_EXERCISE AIM:_
Set down the entries below exactly as written.

[Dataset entries]
****************

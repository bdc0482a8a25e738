//! End-to-end scenarios through the public API.

use half::bf16;
use rastersimd_core::difference::abs_difference_sum;
use rastersimd_core::neural::{
    convolution::{add_convolution_forward, ConvolutionCore},
    neural_relu,
};
use rastersimd_core::statistic::{get_statistic, square_sum, value_sum};
use rastersimd_core::synet::{
    AddParam, ScaleParam, SynetAdd16b, SynetScale16b, TensorData, TensorFormat, TensorMut, TensorRef,
};
use rastersimd_core::{Raster, RasterMut, Statistic};
use tracing_subscriber::EnvFilter;

/// Routes kernel logs to the test output; `RUST_LOG=rastersimd_core=trace` shows dispatch decisions.
fn init_tracing() {
    let _ = tracing_subscriber::fmt()
        .with_env_filter(EnvFilter::from_default_env())
        .with_test_writer()
        .try_init();
}

#[test]
fn test_constant_gray_image_statistic() {
    let pixels = vec![128u8; 64];
    let image = Raster::packed(&pixels, 8, 8).unwrap();
    assert_eq!(
        get_statistic(&image),
        Statistic {
            min: 128,
            max: 128,
            average: 128
        }
    );
}

#[test]
fn test_constant_images_of_every_value() {
    for value in [0u8, 1, 77, 254, 255] {
        let pixels = vec![value; 37 * 5];
        let image = Raster::packed(&pixels, 37, 5).unwrap();
        let stats = get_statistic(&image);
        assert_eq!((stats.min, stats.max, stats.average), (value, value, value));
    }
}

#[test]
fn test_zero_image_sums() {
    let pixels = vec![0u8; 100 * 3];
    let image = Raster::packed(&pixels, 100, 3).unwrap();
    assert_eq!(value_sum(&image), 0);
    assert_eq!(square_sum(&image), 0);
}

#[test]
fn test_abs_difference_of_ramp_against_zeros() {
    let ramp: Vec<u8> = (0..=16).collect();
    let zeros = vec![0u8; 17];
    let a = Raster::packed(&ramp, 17, 1).unwrap();
    let b = Raster::packed(&zeros, 17, 1).unwrap();
    assert_eq!(abs_difference_sum(&a, &b), 136);
    assert_eq!(abs_difference_sum(&a, &a), 0);
}

#[test]
fn test_relu_with_zero_slope() {
    let src = [-2.0f32, -1.0, 0.0, 1.0, 2.0];
    let mut dst = [9.0f32; 5];
    neural_relu(&src, 0.0, &mut dst);
    assert_eq!(dst, [0.0, 0.0, 0.0, 1.0, 2.0]);
}

#[test]
fn test_convolution_3x3_edge_detector() {
    // Horizontal gradient: each column holds its index.
    let (width, height) = (10, 4);
    let src: Vec<f32> = (0..(width + 2) * (height + 2)).map(|i| (i % (width + 2)) as f32).collect();
    let weights = [-1.0, 0.0, 1.0, -2.0, 0.0, 2.0, -1.0, 0.0, 1.0];
    let mut out = vec![0.0f32; width * height];
    add_convolution_forward(
        ConvolutionCore::Core3x3,
        &Raster::packed(&src, width + 2, height + 2).unwrap(),
        &weights,
        &mut RasterMut::packed(&mut out, width, height).unwrap(),
    );
    // Sobel response to a unit slope is 2 * (1 + 2 + 1).
    assert!(out.iter().all(|&v| v == 8.0));
}

#[test]
fn test_bf16_layer_normalization_then_residual_add() {
    init_tracing();
    // Two channels of four pixels in NCHW, stored as bf16.
    let input: Vec<bf16> = [1.0f32, 2.0, 3.0, 4.0, -1.0, -2.0, -3.0, -4.0]
        .iter()
        .map(|&v| bf16::from_f32(v))
        .collect();
    let scale = SynetScale16b::new(ScaleParam {
        channels: 2,
        spatial: 4,
        src_type: TensorData::Bf16,
        dst_type: TensorData::F32,
        format: TensorFormat::Nchw,
        norm: true,
        bias: true,
    })
    .unwrap();
    let mut scaled = vec![0.0f32; 8];
    scale
        .forward(TensorRef::Bf16(&input), &[0.5, 2.0], &[1.0, 0.0], TensorMut::F32(&mut scaled))
        .unwrap();
    assert_eq!(scaled, [1.5, 2.0, 2.5, 3.0, -2.0, -4.0, -6.0, -8.0]);

    let residual = AddParam::from_shapes(
        &[1, 2, 2, 2],
        &[1, 2, 1, 1],
        TensorFormat::Nchw,
        TensorData::F32,
        TensorData::F32,
        TensorData::Bf16,
    )
    .and_then(SynetAdd16b::new)
    .unwrap();
    let mut out = vec![bf16::ZERO; 8];
    residual
        .forward(TensorRef::F32(&scaled), TensorRef::F32(&[10.0, 20.0]), TensorMut::Bf16(&mut out))
        .unwrap();
    let out: Vec<f32> = out.iter().map(|v| v.to_f32()).collect();
    assert_eq!(out, [11.5, 12.0, 12.5, 13.0, 18.0, 16.0, 14.0, 12.0]);
}

#[test]
fn test_unsupported_synet_parameters_are_rejected() {
    init_tracing();
    let param = ScaleParam {
        channels: 3,
        spatial: 5,
        src_type: TensorData::F32,
        dst_type: TensorData::F32,
        format: TensorFormat::Nhwc,
        norm: false,
        bias: false,
    };
    assert!(SynetScale16b::new(param).is_none());
    assert!(AddParam::from_shapes(
        &[1, 3, 4, 4],
        &[1, 3, 4, 1],
        TensorFormat::Nchw,
        TensorData::F32,
        TensorData::F32,
        TensorData::F32,
    )
    .is_none());
}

****************

_ANSWER BOX:_
repository bdc0482a8a25e738
//! End-to-end scenarios through the public API.

use half::bf16;
use rastersimd_core::difference::abs_difference_sum;
use rastersimd_core::neural::{
    convolution::{add_convolution_forward, ConvolutionCore},
    neural_relu,
};
use rastersimd_core::statistic::{get_statistic, square_sum, value_sum};
use rastersimd_core::synet::{
    AddParam, ScaleParam, SynetAdd16b, SynetScale16b, TensorData, TensorFormat, TensorMut, TensorRef,
};
use rastersimd_core::{Raster, RasterMut, Statistic};
use tracing_subscriber::EnvFilter;

/// Routes kernel logs to the test output; `RUST_LOG=rastersimd_core=trace` shows dispatch decisions.
fn init_tracing() {
    let _ = tracing_subscriber::fmt()
        .with_env_filter(EnvFilter::from_default_env())
        .with_test_writer()
        .try_init();
}

#[test]
fn test_constant_gray_image_statistic() {
    let pixels = vec![128u8; 64];
    let image = Raster::packed(&pixels, 8, 8).unwrap();
    assert_eq!(
        get_statistic(&image),
        Statistic {
            min: 128,
            max: 128,
            average: 128
        }
    );
}

#[test]
fn test_constant_images_of_every_value() {
    for value in [0u8, 1, 77, 254, 255] {
        let pixels = vec![value; 37 * 5];
        let image = Raster::packed(&pixels, 37, 5).unwrap();
        let stats = get_statistic(&image);
        assert_eq!((stats.min, stats.max, stats.average), (value, value, value));
    }
}

#[test]
fn test_zero_image_sums() {
    let pixels = vec![0u8; 100 * 3];
    let image = Raster::packed(&pixels, 100, 3).unwrap();
    assert_eq!(value_sum(&image), 0);
    assert_eq!(square_sum(&image), 0);
}

#[test]
fn test_abs_difference_of_ramp_against_zeros() {
    let ramp: Vec<u8> = (0..=16).collect();
    let zeros = vec![0u8; 17];
    let a = Raster::packed(&ramp, 17, 1).unwrap();
    let b = Raster::packed(&zeros, 17, 1).unwrap();
    assert_eq!(abs_difference_sum(&a, &b), 136);
    assert_eq!(abs_difference_sum(&a, &a), 0);
}

#[test]
fn test_relu_with_zero_slope() {
    let src = [-2.0f32, -1.0, 0.0, 1.0, 2.0];
    let mut dst = [9.0f32; 5];
    neural_relu(&src, 0.0, &mut dst);
    assert_eq!(dst, [0.0, 0.0, 0.0, 1.0, 2.0]);
}

#[test]
fn test_convolution_3x3_edge_detector() {
    // Horizontal gradient: each column holds its index.
    let (width, height) = (10, 4);
    let src: Vec<f32> = (0..(width + 2) * (height + 2)).map(|i| (i % (width + 2)) as f32).collect();
    let weights = [-1.0, 0.0, 1.0, -2.0, 0.0, 2.0, -1.0, 0.0, 1.0];
    let mut out = vec![0.0f32; width * height];
    add_convolution_forward(
        ConvolutionCore::Core3x3,
        &Raster::packed(&src, width + 2, height + 2).unwrap(),
        &weights,
        &mut RasterMut::packed(&mut out, width, height).unwrap(),
    );
    // Sobel response to a unit slope is 2 * (1 + 2 + 1).
    assert!(out.iter().all(|&v| v == 8.0));
}

#[test]
fn test_bf16_layer_normalization_then_residual_add() {
    init_tracing();
    // Two channels of four pixels in NCHW, stored as bf16.
    let input: Vec<bf16> = [1.0f32, 2.0, 3.0, 4.0, -1.0, -2.0, -3.0, -4.0]
        .iter()
        .map(|&v| bf16::from_f32(v))
        .collect();
    let scale = SynetScale16b::new(ScaleParam {
        channels: 2,
        spatial: 4,
        src_type: TensorData::Bf16,
        dst_type: TensorData::F32,
        format: TensorFormat::Nchw,
        norm: true,
        bias: true,
    })
    .unwrap();
    let mut scaled = vec![0.0f32; 8];
    scale
        .forward(TensorRef::Bf16(&input), &[0.5, 2.0], &[1.0, 0.0], TensorMut::F32(&mut scaled))
        .unwrap();
    assert_eq!(scaled, [1.5, 2.0, 2.5, 3.0, -2.0, -4.0, -6.0, -8.0]);

    let residual = AddParam::from_shapes(
        &[1, 2, 2, 2],
        &[1, 2, 1, 1],
        TensorFormat::Nchw,
        TensorData::F32,
        TensorData::F32,
        TensorData::Bf16,
    )
    .and_then(SynetAdd16b::new)
    .unwrap();
    let mut out = vec![bf16::ZERO; 8];
    residual
        .forward(TensorRef::F32(&scaled), TensorRef::F32(&[10.0, 20.0]), TensorMut::Bf16(&mut out))
        .unwrap();
    let out: Vec<f32> = out.iter().map(|v| v.to_f32()).collect();
    assert_eq!(out, [11.5, 12.0, 12.5, 13.0, 18.0, 16.0, 14.0, 12.0]);
}

#[test]
fn test_unsupported_synet_parameters_are_rejected() {
    init_tracing();
    let param = ScaleParam {
        channels: 3,
        spatial: 5,
        src_type: TensorData::F32,
        dst_type: TensorData::F32,
        format: TensorFormat::Nhwc,
        norm: false,
        bias: false,
    };
    assert!(SynetScale16b::new(param).is_none());
    assert!(AddParam::from_shapes(
        &[1, 3, 4, 4],
        &[1, 3, 4, 1],
        TensorFormat::Nchw,
        TensorData::F32,
        TensorData::F32,
        TensorData::F32,
    )
    .is_none());
}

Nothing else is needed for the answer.